Assembly members vote on bills at the state

Assembly members vote on bills at the state Capitol during the last scheduled day of the legislative session on Wednesday. Credit: AP / Hans Pennink

The state legislative session that just ended was so bad it didn’t even produce a “big ugly.”

That last-minute horse-trading that stinks but at least produces some good bills never materialized, as the session in Albany fizzled out in a sea of recrimination. No surprise there. Failure seemed inevitable once Sayville’s Tom Croci fled to the Navy and left the Senate in a 31-31 deadlock between the parties. While lawmakers are loath to act on tough issues in a normal election year, Assembly Democrats who believe their party will win control of the Senate in the fall were willing to wait until the next session in January. Gov. Andrew M. Cuomo also seemed content to play the waiting game and declined to fill his usual role of negotiator-mediator-headknocker-in-chief.
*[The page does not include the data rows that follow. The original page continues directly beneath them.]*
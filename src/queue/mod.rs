//! Durable reply queue: job model and the rate-limited worker.

pub mod job;
pub mod worker;

pub use job::{JobCounts, JobPayload, JobStatus, MessageKind, NewJob, QueueJob};
pub use worker::{QueueWorker, TickOutcome, spawn_worker_loop};
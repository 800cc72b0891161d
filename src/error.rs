//! Error types for broker-assist.

use std::time::Duration;

/// Top-level error type for the service.
#[derive(Debug, thiserror::Error)]
pub enum Error {
    #[error("Configuration error: {0}")]
    Config(#[from] ConfigError),

    #[error("Database error: {0}")]
    Database(#[from] DatabaseError),

    #[error("Channel error: {0}")]
    Channel(#[from] ChannelError),

    #[error("Pipeline error: {0}")]
    Pipeline(#[from] PipelineError),

    #[error("Queue error: {0}")]
    Queue(#[from] QueueError),
}

/// Configuration-related errors.
#[derive(Debug, thiserror::Error)]
pub enum ConfigError {
    #[error("Missing required environment variable: {0}")]
    MissingEnvVar(String),

    #[error("Invalid configuration value for {key}: {message}")]
    InvalidValue { key: String, message: String },

    #[error("IO error: {0}")]
    Io(#[from] std::io::Error),
}

/// Database-related errors.
#[derive(Debug, thiserror::Error)]
pub enum DatabaseError {
    #[error("Connection pool error: {0}")]
    Pool(String),

    #[error("Query failed: {0}")]
    Query(String),

    #[error("{entity} not found: {id}")]
    NotFound { entity: String, id: String },

    #[error("Migration failed: {0}")]
    Migration(String),

    #[error("Serialization error: {0}")]
    Serialization(String),
}

/// Channel transport errors (inbound webhook, outbound HTTP).
#[derive(Debug, thiserror::Error)]
pub enum ChannelError {
    #[error("Channel {name} failed to start: {reason}")]
    StartupFailed { name: String, reason: String },

    #[error("Invalid message format: {0}")]
    InvalidMessage(String),
}

/// Admission / orchestration errors.
///
/// Only storage failures surface here. Rejections and enrichment failures are
/// ordinary outcomes, not errors.
#[derive(Debug, thiserror::Error)]
pub enum PipelineError {
    #[error("Counterparty registration failed: {0}")]
    Registration(DatabaseError),

    #[error("Conversation lookup failed: {0}")]
    Conversation(DatabaseError),

    #[error("Duplicate delivery check failed: {0}")]
    DuplicateCheck(DatabaseError),

    #[error("Enqueue failed: {0}")]
    Enqueue(DatabaseError),
}

/// Queue worker errors.
#[derive(Debug, thiserror::Error)]
pub enum QueueError {
    #[error("Job {id} already in state {status}, cannot transition to {target}")]
    InvalidTransition {
        id: i64,
        status: String,
        target: String,
    },

    #[error("Store error: {0}")]
    Store(#[from] DatabaseError),
}

/// Failure classes reported by the reply generator and outbound gateway.
///
/// The retry policy counts every kind as one failed attempt; the kind is kept
/// so the policy can discriminate later.
#[derive(Debug, Clone, Copy, PartialEq, Eq)]
pub enum DeliveryErrorKind {
    /// Worth retrying (network, 429, 5xx).
    Transient,
    /// Retrying will not help (4xx, empty completion).
    Permanent,
    /// The per-attempt timeout elapsed.
    Timeout,
    /// Persisting the outgoing message failed.
    Storage,
}

impl std::fmt::Display for DeliveryErrorKind {
    fn fmt(&self, f: &mut std::fmt::Formatter<'_>) -> std::fmt::Result {
        let s = match self {
            Self::Transient => "transient",
            Self::Permanent => "permanent",
            Self::Timeout => "timeout",
            Self::Storage => "storage",
        };
        write!(f, "{s}")
    }
}

/// A failed reply-generation or send attempt.
#[derive(Debug, Clone, thiserror::Error)]
#[error("{kind}: {message}")]
pub struct DeliveryError {
    pub kind: DeliveryErrorKind,
    pub message: String,
}

impl DeliveryError {
    pub fn transient(message: impl Into<String>) -> Self {
        Self {
            kind: DeliveryErrorKind::Transient,
            message: message.into(),
        }
    }

    pub fn permanent(message: impl Into<String>) -> Self {
        Self {
            kind: DeliveryErrorKind::Permanent,
            message: message.into(),
        }
    }

    pub fn timeout(step: &str, after: Duration) -> Self {
        Self {
            kind: DeliveryErrorKind::Timeout,
            message: format!("{step} did not finish within {after:?}"),
        }
    }

    /// Map an HTTP status from a collaborator API to an error kind.
    pub fn from_status(status: reqwest::StatusCode, body: &str) -> Self {
        let message = format!("HTTP {status}: {}", body.chars().take(200).collect::<String>());
        if status == reqwest::StatusCode::TOO_MANY_REQUESTS || status.is_server_error() {
            Self::transient(message)
        } else {
            Self::permanent(message)
        }
    }
}

impl From<DatabaseError> for DeliveryError {
    fn from(e: DatabaseError) -> Self {
        Self {
            kind: DeliveryErrorKind::Storage,
            message: e.to_string(),
        }
    }
}

/// Result type alias for the service.
pub type Result<T> = std::result::Result<T, Error>;

#[cfg(test)]
mod tests {
    use super::*;

    #[test]
    fn delivery_error_display_includes_kind() {
        let e = DeliveryError::transient("connection reset");
        assert_eq!(e.to_string(), "transient: connection reset");
    }

    #[test]
    fn status_mapping() {
        let e = DeliveryError::from_status(reqwest::StatusCode::TOO_MANY_REQUESTS, "slow down");
        assert_eq!(e.kind, DeliveryErrorKind::Transient);

        let e = DeliveryError::from_status(reqwest::StatusCode::BAD_GATEWAY, "");
        assert_eq!(e.kind, DeliveryErrorKind::Transient);

        let e = DeliveryError::from_status(reqwest::StatusCode::UNAUTHORIZED, "bad key");
        assert_eq!(e.kind, DeliveryErrorKind::Permanent);
        assert!(e.message.contains("bad key"));
    }

    #[test]
    fn timeout_message_names_step() {
        let e = DeliveryError::timeout("reply generation", Duration::from_secs(5));
        assert_eq!(e.kind, DeliveryErrorKind::Timeout);
        assert!(e.to_string().starts_with("timeout: reply generation"));
    }

    #[test]
    fn component_errors_convert_to_top_level() {
        let e: Error = QueueError::from(DatabaseError::Query("locked".into())).into();
        assert!(matches!(e, Error::Queue(QueueError::Store(_))));
        assert_eq!(e.to_string(), "Queue error: Store error: Query failed: locked");
    }

    #[test]
    fn not_found_names_entity() {
        let e = DatabaseError::NotFound {
            entity: "queue_job".into(),
            id: "7".into(),
        };
        assert_eq!(e.to_string(), "queue_job not found: 7");
    }

    #[test]
    fn database_error_becomes_storage_failure() {
        let e: DeliveryError = DatabaseError::Query("disk full".into()).into();
        assert_eq!(e.kind, DeliveryErrorKind::Storage);
    }
}
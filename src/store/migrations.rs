//! Version-tracked database migrations for the libSQL backend.
//!
//! Each migration has a version number and SQL. `run_migrations()` checks
//! the current version and applies only the new ones sequentially.

use libsql::Connection;

use crate::error::DatabaseError;

/// A single migration step.
struct Migration {
    version: i64,
    name: &'static str,
    sql: &'static str,
}

/// All migrations in order. Add new versions to the end.
static MIGRATIONS: &[Migration] = &[
    Migration {
        version: 1,
        name: "initial_schema",
        sql: r#"
            CREATE TABLE IF NOT EXISTS counterparties (
                id TEXT PRIMARY KEY,
                channel_address TEXT NOT NULL UNIQUE,
                display_name TEXT NOT NULL,
                created_at TEXT NOT NULL
            );

            CREATE TABLE IF NOT EXISTS conversations (
                id TEXT PRIMARY KEY,
                counterparty_id TEXT NOT NULL REFERENCES counterparties(id),
                channel_address TEXT NOT NULL,
                status TEXT NOT NULL DEFAULT 'active',
                display_name TEXT,
                metadata TEXT NOT NULL DEFAULT '{}',
                created_at TEXT NOT NULL,
                updated_at TEXT NOT NULL,
                UNIQUE (counterparty_id, channel_address)
            );
            CREATE INDEX IF NOT EXISTS idx_conversations_address ON conversations(channel_address);

            CREATE TABLE IF NOT EXISTS conversation_messages (
                id TEXT PRIMARY KEY,
                conversation_id TEXT NOT NULL REFERENCES conversations(id),
                direction TEXT NOT NULL,
                content TEXT NOT NULL,
                created_at TEXT NOT NULL
            );
            CREATE INDEX IF NOT EXISTS idx_conversation_messages_conversation
                ON conversation_messages(conversation_id, created_at);
        "#,
    },
    Migration {
        version: 2,
        name: "queue_jobs",
        sql: r#"
            CREATE TABLE IF NOT EXISTS queue_jobs (
                id INTEGER PRIMARY KEY AUTOINCREMENT,
                channel_address TEXT NOT NULL,
                message_content TEXT NOT NULL,
                external_message_id TEXT NOT NULL,
                conversation_id TEXT NOT NULL,
                counterparty_id TEXT NOT NULL,
                payload TEXT NOT NULL,
                admission_metadata TEXT NOT NULL,
                status TEXT NOT NULL DEFAULT 'pending',
                retry_count INTEGER NOT NULL DEFAULT 0,
                max_retries INTEGER NOT NULL,
                processed_at TEXT,
                error_message TEXT,
                reply_text TEXT,
                created_at TEXT NOT NULL,
                updated_at TEXT NOT NULL
            );
            CREATE INDEX IF NOT EXISTS idx_queue_jobs_pending
                ON queue_jobs(status, created_at, id);
        "#,
    },
    Migration {
        version: 3,
        name: "external_message_ids",
        sql: r#"
            ALTER TABLE conversation_messages ADD COLUMN external_message_id TEXT;
            CREATE UNIQUE INDEX IF NOT EXISTS idx_conversation_messages_external
                ON conversation_messages(external_message_id);
            CREATE UNIQUE INDEX IF NOT EXISTS idx_queue_jobs_external
                ON queue_jobs(external_message_id);
        "#,
    },
];

/// Run all pending migrations against the given connection.
///
/// Creates the `_migrations` table if it doesn't exist.
pub async fn run_migrations(conn: &Connection) -> Result<(), DatabaseError> {
    conn.execute(
        "CREATE TABLE IF NOT EXISTS _migrations (
            version INTEGER PRIMARY KEY,
            name TEXT NOT NULL,
            applied_at TEXT NOT NULL DEFAULT (datetime('now'))
        )",
        (),
    )
    .await
    .map_err(|e| DatabaseError::Migration(format!("Failed to create _migrations table: {e}")))?;

    let current_version = get_current_version(conn).await?;

    for migration in MIGRATIONS {
        if migration.version > current_version {
            tracing::info!(
                version = migration.version,
                name = migration.name,
                "Applying migration"
            );
            conn.execute_batch(migration.sql).await.map_err(|e| {
                DatabaseError::Migration(format!(
                    "Migration V{} ({}) failed: {e}",
                    migration.version, migration.name
                ))
            })?;
            seed_version(conn, migration.version, migration.name).await?;
        }
    }

    tracing::info!(
        version = get_current_version(conn).await?,
        "Database migrations complete"
    );
    Ok(())
}

/// Get the highest applied migration version, or 0 if none.
async fn get_current_version(conn: &Connection) -> Result<i64, DatabaseError> {
    let mut rows = conn
        .query("SELECT COALESCE(MAX(version), 0) FROM _migrations", ())
        .await
        .map_err(|e| DatabaseError::Migration(format!("Failed to query migration version: {e}")))?;

    let row = rows
        .next()
        .await
        .map_err(|e| DatabaseError::Migration(format!("Failed to read migration version: {e}")))?;

    match row {
        Some(row) => {
            let version: i64 = row.get(0).map_err(|e| {
                DatabaseError::Migration(format!("Failed to parse migration version: {e}"))
            })?;
            Ok(version)
        }
        None => Ok(0),
    }
}

/// Insert a version record into `_migrations`.
async fn seed_version(conn: &Connection, version: i64, name: &str) -> Result<(), DatabaseError> {
    conn.execute(
        "INSERT OR IGNORE INTO _migrations (version, name) VALUES (?1, ?2)",
        libsql::params![version, name],
    )
    .await
    .map_err(|e| DatabaseError::Migration(format!("Failed to record migration V{version}: {e}")))?;
    Ok(())
}
//! Inbound message pipeline.
//!
//! Every inbound event flows through:
//! 1. `AdmissionClassifier::classify()` — known sender, allow-list, profile, keywords
//! 2. Counterparty registration and conversation lookup
//! 3. Best-effort media enrichment
//! 4. `JobStore::enqueue()` — the reply is produced later by the queue worker
//!
//! **No synchronous reply path exists.** Callers only learn accepted/queued.

pub mod classifier;
pub mod orchestrator;
pub mod types;

pub use classifier::AdmissionClassifier;
pub use orchestrator::Orchestrator;
pub use types::{InboundEvent, ProcessOutcome, ProfileMetadata, VerificationResult};
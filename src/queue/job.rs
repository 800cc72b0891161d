//! Queue job record and state machine.

use chrono::{DateTime, Utc};
use serde::{Deserialize, Serialize};
use uuid::Uuid;

use crate::error::QueueError;

/// Status of a queued reply job.
///
/// `Pending → Processing → Completed | Pending (retry) | Failed`.
#[derive(Debug, Clone, Copy, PartialEq, Eq, Hash, Serialize, Deserialize)]
#[serde(rename_all = "snake_case")]
pub enum JobStatus {
    Pending,
    Processing,
    Completed,
    Failed,
}

impl JobStatus {
    pub fn can_transition_to(&self, target: JobStatus) -> bool {
        use JobStatus::*;

        matches!(
            (self, target),
            (Pending, Processing)
                | (Processing, Completed)
                | (Processing, Pending)
                | (Processing, Failed)
        )
    }

    /// Terminal jobs are never mutated again.
    pub fn is_terminal(&self) -> bool {
        matches!(self, Self::Completed | Self::Failed)
    }

    pub fn as_str(&self) -> &'static str {
        match self {
            Self::Pending => "pending",
            Self::Processing => "processing",
            Self::Completed => "completed",
            Self::Failed => "failed",
        }
    }
}

impl std::fmt::Display for JobStatus {
    fn fmt(&self, f: &mut std::fmt::Formatter<'_>) -> std::fmt::Result {
        f.write_str(self.as_str())
    }
}

impl std::str::FromStr for JobStatus {
    type Err = String;

    fn from_str(s: &str) -> Result<Self, Self::Err> {
        match s {
            "pending" => Ok(Self::Pending),
            "processing" => Ok(Self::Processing),
            "completed" => Ok(Self::Completed),
            "failed" => Ok(Self::Failed),
            other => Err(format!("unknown job status: {other}")),
        }
    }
}

/// Kind of inbound message the job answers.
#[derive(Debug, Clone, Copy, PartialEq, Eq, Default, Serialize, Deserialize)]
#[serde(rename_all = "snake_case")]
pub enum MessageKind {
    #[default]
    Text,
    Image,
    Document,
    Audio,
    Video,
}

impl MessageKind {
    pub fn as_str(&self) -> &'static str {
        match self {
            Self::Text => "text",
            Self::Image => "image",
            Self::Document => "document",
            Self::Audio => "audio",
            Self::Video => "video",
        }
    }
}

/// Outcome of media enrichment, stored for audit.
#[derive(Debug, Clone, Default, PartialEq, Serialize, Deserialize)]
pub struct EnrichmentSummary {
    /// Enrichment was attempted and did not produce content.
    pub failed: bool,
    #[serde(default, skip_serializing_if = "Option::is_none")]
    pub extracted_text: Option<String>,
    #[serde(default, skip_serializing_if = "Option::is_none")]
    pub meta: Option<serde_json::Value>,
}

/// Opaque payload carried to the reply generator.
#[derive(Debug, Clone, Default, PartialEq, Serialize, Deserialize)]
pub struct JobPayload {
    pub message_kind: MessageKind,
    #[serde(default, skip_serializing_if = "Option::is_none")]
    pub media_ref: Option<String>,
    #[serde(default, skip_serializing_if = "Option::is_none")]
    pub enrichment: Option<EnrichmentSummary>,
}

/// Admission decision kept with the job for audit. Never re-evaluated.
#[derive(Debug, Clone, PartialEq, Serialize, Deserialize)]
pub struct AdmissionMetadata {
    pub confidence: f32,
    pub reasoning: String,
    #[serde(default, skip_serializing_if = "Option::is_none")]
    pub matched_display_name: Option<String>,
}

/// Fields the orchestrator supplies when enqueueing.
#[derive(Debug, Clone)]
pub struct NewJob {
    pub channel_address: String,
    pub message_content: String,
    pub external_message_id: String,
    pub conversation_id: Uuid,
    pub counterparty_id: Uuid,
    pub payload: JobPayload,
    pub admission: AdmissionMetadata,
    pub max_retries: u32,
}

/// A persisted reply job.
#[derive(Debug, Clone, Serialize)]
pub struct QueueJob {
    pub id: i64,
    pub channel_address: String,
    pub message_content: String,
    pub external_message_id: String,
    pub conversation_id: Uuid,
    pub counterparty_id: Uuid,
    pub payload: JobPayload,
    pub admission: AdmissionMetadata,
    pub status: JobStatus,
    pub retry_count: u32,
    pub max_retries: u32,
    pub processed_at: Option<DateTime<Utc>>,
    pub error_message: Option<String>,
    pub reply_text: Option<String>,
    pub created_at: DateTime<Utc>,
    pub updated_at: DateTime<Utc>,
}

/// What to do with a job after a failed attempt.
#[derive(Debug, Clone, Copy, PartialEq, Eq)]
pub enum RetryDecision {
    /// Back to `pending` with the new retry count.
    Retry { retry_count: u32 },
    /// Budget exhausted; the job becomes `failed`. The count is left as is,
    /// so `retry_count <= max_retries` holds for every stored job.
    GiveUp { retry_count: u32 },
}

impl QueueJob {
    /// Move the in-memory copy to `target`, refusing illegal transitions.
    pub fn transition_to(&mut self, target: JobStatus) -> Result<(), QueueError> {
        if !self.status.can_transition_to(target) {
            return Err(QueueError::InvalidTransition {
                id: self.id,
                status: self.status.to_string(),
                target: target.to_string(),
            });
        }
        self.status = target;
        Ok(())
    }

    /// Decide the next state after one more failed attempt.
    pub fn after_failure(&self) -> RetryDecision {
        if self.retry_count < self.max_retries {
            RetryDecision::Retry {
                retry_count: self.retry_count + 1,
            }
        } else {
            RetryDecision::GiveUp {
                retry_count: self.retry_count,
            }
        }
    }
}

/// Number of jobs in each status.
#[derive(Debug, Clone, Copy, Default, PartialEq, Eq, Serialize)]
pub struct JobCounts {
    pub pending: u64,
    pub processing: u64,
    pub completed: u64,
    pub failed: u64,
}

#[cfg(test)]
mod tests {
    use super::*;

    fn job_with_retries(retry_count: u32, max_retries: u32) -> QueueJob {
        QueueJob {
            id: 1,
            channel_address: "5511999990000".into(),
            message_content: "oi".into(),
            external_message_id: "wamid.1".into(),
            conversation_id: Uuid::new_v4(),
            counterparty_id: Uuid::new_v4(),
            payload: JobPayload::default(),
            admission: AdmissionMetadata {
                confidence: 1.0,
                reasoning: "known counterparty".into(),
                matched_display_name: None,
            },
            status: JobStatus::Processing,
            retry_count,
            max_retries,
            processed_at: None,
            error_message: None,
            reply_text: None,
            created_at: Utc::now(),
            updated_at: Utc::now(),
        }
    }

    #[test]
    fn transitions() {
        assert!(JobStatus::Pending.can_transition_to(JobStatus::Processing));
        assert!(JobStatus::Processing.can_transition_to(JobStatus::Pending));
        assert!(JobStatus::Processing.can_transition_to(JobStatus::Completed));
        assert!(JobStatus::Processing.can_transition_to(JobStatus::Failed));
        assert!(!JobStatus::Pending.can_transition_to(JobStatus::Completed));
        assert!(!JobStatus::Completed.can_transition_to(JobStatus::Pending));
        assert!(!JobStatus::Failed.can_transition_to(JobStatus::Pending));
    }

    #[test]
    fn terminal_states() {
        assert!(JobStatus::Completed.is_terminal());
        assert!(JobStatus::Failed.is_terminal());
        assert!(!JobStatus::Pending.is_terminal());
        assert!(!JobStatus::Processing.is_terminal());
    }

    #[test]
    fn status_string_roundtrip() {
        for status in [
            JobStatus::Pending,
            JobStatus::Processing,
            JobStatus::Completed,
            JobStatus::Failed,
        ] {
            assert_eq!(status.as_str().parse::<JobStatus>().unwrap(), status);
        }
        assert!("stuck".parse::<JobStatus>().is_err());
    }

    #[test]
    fn retry_budget() {
        assert_eq!(
            job_with_retries(0, 3).after_failure(),
            RetryDecision::Retry { retry_count: 1 }
        );
        assert_eq!(
            job_with_retries(2, 3).after_failure(),
            RetryDecision::Retry { retry_count: 3 }
        );
        assert_eq!(
            job_with_retries(3, 3).after_failure(),
            RetryDecision::GiveUp { retry_count: 3 }
        );
    }

    #[test]
    fn in_memory_transition_guard() {
        let mut job = job_with_retries(0, 3);
        job.transition_to(JobStatus::Completed).unwrap();
        assert!(matches!(
            job.transition_to(JobStatus::Pending),
            Err(QueueError::InvalidTransition { .. })
        ));
        assert_eq!(job.status, JobStatus::Completed);
    }

    #[test]
    fn zero_retries_fails_on_first_error() {
        assert_eq!(
            job_with_retries(0, 0).after_failure(),
            RetryDecision::GiveUp { retry_count: 0 }
        );
    }

    #[test]
    fn payload_serialization_omits_empty_fields() {
        let payload = JobPayload::default();
        let json = serde_json::to_value(&payload).unwrap();
        assert_eq!(json["message_kind"], "text");
        assert!(json.get("media_ref").is_none());
        assert!(json.get("enrichment").is_none());
    }
}
//! Persistence layer — libSQL-backed storage for counterparties, conversations
//! and the reply queue.

pub mod libsql_backend;
pub mod migrations;
pub mod traits;

pub use libsql_backend::LibSqlBackend;
pub use traits::{
    ConversationMessage, ConversationRecord, ConversationRegistry, ConversationStatus,
    Counterparty, CounterpartyStore, JobStore, MessageDirection,
};

#[cfg(test)]
pub(crate) mod testing;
Inaction was good in some cases. Sports gambling needs more analysis. Municipalities and school districts that refuse to settle court challenges to right-size power plant assessments should not have a financial cushion if they lose. But some bills — a ban on offshore drilling, gun control measures to protect schoolchildren — merited action. And the legislature did approve some key bills, one for a program to dispose of pharmaceuticals and another that permits a land lease for construction of a new hospital on the Stony Brook Southampton campus.

Generally, dysfunction reigned, especially when the Assembly and Senate couldn’t agree to reauthorize a New York City school-zone speed-camera program that all agree reduces accidents. It expires June 30.

We’d argue Cuomo should call legislators back to Albany after next week’s congressional primaries to finish business, but what will have changed? Content to thrash about in their mutual dysfunction, the parties deserve each other. But the state deserves better.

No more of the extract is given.